[Stored dataset items]

□ □ □ □ □

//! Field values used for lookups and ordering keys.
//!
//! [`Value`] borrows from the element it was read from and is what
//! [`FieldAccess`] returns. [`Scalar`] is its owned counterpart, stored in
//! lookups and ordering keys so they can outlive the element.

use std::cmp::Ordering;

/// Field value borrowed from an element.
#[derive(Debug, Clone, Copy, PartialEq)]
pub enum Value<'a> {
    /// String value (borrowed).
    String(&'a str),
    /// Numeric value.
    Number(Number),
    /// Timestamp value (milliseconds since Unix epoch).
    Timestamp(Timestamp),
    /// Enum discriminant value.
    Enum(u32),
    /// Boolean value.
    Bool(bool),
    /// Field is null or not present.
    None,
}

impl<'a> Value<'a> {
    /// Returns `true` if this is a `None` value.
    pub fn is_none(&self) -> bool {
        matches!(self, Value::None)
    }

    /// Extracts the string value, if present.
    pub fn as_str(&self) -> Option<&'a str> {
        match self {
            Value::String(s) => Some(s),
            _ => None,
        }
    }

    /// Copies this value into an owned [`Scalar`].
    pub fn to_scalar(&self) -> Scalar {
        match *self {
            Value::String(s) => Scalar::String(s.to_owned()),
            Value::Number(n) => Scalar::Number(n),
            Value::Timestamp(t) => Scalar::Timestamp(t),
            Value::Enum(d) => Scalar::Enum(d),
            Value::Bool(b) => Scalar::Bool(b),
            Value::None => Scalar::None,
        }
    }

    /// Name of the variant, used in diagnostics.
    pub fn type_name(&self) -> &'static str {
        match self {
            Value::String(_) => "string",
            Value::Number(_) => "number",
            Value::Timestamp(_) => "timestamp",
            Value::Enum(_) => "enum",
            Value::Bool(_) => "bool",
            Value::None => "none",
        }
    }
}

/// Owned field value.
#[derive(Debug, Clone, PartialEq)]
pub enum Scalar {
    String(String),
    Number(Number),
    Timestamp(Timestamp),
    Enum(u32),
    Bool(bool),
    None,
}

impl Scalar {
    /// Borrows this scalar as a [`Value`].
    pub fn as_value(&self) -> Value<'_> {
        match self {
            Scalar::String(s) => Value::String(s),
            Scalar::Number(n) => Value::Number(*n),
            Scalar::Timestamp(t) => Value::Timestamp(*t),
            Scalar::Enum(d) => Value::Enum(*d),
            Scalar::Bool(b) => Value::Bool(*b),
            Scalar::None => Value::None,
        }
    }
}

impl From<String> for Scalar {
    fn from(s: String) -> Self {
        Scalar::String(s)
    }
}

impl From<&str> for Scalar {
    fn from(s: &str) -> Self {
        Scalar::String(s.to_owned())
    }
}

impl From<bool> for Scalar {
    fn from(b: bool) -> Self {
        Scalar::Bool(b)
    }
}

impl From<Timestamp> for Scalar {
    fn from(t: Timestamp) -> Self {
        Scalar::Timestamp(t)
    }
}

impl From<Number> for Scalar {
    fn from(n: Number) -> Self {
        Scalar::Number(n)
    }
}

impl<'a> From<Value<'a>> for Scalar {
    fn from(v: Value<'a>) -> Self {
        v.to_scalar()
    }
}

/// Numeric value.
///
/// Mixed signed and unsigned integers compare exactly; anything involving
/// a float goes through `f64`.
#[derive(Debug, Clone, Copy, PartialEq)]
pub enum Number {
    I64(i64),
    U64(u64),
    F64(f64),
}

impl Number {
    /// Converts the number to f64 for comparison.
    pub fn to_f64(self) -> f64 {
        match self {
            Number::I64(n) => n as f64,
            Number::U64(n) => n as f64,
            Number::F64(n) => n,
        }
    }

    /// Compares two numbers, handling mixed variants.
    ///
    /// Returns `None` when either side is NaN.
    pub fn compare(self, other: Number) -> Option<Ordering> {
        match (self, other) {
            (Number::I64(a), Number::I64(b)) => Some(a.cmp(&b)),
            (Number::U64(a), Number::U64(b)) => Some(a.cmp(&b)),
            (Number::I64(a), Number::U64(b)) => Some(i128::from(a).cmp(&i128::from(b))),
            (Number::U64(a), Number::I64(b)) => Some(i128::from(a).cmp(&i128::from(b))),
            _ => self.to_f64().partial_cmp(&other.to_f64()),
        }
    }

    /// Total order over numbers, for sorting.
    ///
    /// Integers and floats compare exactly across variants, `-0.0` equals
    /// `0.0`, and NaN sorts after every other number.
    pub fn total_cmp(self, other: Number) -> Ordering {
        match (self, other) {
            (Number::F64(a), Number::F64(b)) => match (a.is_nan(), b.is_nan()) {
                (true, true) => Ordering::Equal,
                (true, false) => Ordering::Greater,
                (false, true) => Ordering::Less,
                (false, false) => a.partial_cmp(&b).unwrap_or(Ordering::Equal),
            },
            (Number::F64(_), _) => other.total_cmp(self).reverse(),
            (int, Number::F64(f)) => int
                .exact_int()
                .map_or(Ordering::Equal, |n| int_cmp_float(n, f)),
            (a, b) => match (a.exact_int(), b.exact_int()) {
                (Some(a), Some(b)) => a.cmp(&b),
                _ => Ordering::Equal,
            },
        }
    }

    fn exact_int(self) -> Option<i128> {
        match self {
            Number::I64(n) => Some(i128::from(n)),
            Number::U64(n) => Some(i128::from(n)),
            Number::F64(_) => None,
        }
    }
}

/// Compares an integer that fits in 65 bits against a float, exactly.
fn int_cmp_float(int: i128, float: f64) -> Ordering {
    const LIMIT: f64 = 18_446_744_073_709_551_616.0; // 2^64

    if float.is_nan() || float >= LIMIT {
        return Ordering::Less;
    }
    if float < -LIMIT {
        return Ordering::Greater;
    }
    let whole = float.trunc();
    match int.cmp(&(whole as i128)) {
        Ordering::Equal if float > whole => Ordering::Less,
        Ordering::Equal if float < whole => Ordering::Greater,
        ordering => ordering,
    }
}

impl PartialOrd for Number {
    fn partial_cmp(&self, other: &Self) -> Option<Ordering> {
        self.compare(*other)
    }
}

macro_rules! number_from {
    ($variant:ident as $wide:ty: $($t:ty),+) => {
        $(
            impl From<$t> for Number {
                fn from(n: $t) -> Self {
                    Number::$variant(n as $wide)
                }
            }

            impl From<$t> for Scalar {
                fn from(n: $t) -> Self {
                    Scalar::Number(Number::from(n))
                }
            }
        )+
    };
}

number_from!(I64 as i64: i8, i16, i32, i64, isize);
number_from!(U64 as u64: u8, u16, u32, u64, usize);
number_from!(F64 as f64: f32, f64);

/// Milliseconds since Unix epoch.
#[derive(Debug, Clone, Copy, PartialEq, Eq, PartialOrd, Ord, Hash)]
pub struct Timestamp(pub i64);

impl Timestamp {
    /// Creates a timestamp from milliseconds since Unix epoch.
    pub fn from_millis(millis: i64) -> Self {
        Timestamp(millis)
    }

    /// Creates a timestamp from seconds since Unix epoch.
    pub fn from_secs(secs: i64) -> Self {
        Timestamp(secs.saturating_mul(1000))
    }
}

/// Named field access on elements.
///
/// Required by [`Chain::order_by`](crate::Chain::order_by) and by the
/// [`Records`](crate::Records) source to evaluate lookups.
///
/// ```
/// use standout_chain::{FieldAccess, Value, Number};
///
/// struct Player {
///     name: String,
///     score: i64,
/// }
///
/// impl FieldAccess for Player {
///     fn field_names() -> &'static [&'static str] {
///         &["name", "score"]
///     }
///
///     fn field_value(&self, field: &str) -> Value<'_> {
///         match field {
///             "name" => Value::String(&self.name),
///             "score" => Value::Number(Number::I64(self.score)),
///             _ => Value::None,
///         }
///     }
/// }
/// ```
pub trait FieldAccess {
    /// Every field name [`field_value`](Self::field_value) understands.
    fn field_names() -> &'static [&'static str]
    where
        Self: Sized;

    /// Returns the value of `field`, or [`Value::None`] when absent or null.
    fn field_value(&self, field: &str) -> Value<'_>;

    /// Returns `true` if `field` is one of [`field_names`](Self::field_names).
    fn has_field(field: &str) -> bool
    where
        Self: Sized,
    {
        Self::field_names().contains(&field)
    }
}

□ □ □ □ □

> **What you are asked to do**: Show all lines from the entries that hold "PartialOrd".

> **Answer to this exercise**:
impl PartialOrd for Number {
#[derive(Debug, Clone, Copy, PartialEq, Eq, PartialOrd, Ord, Hash)]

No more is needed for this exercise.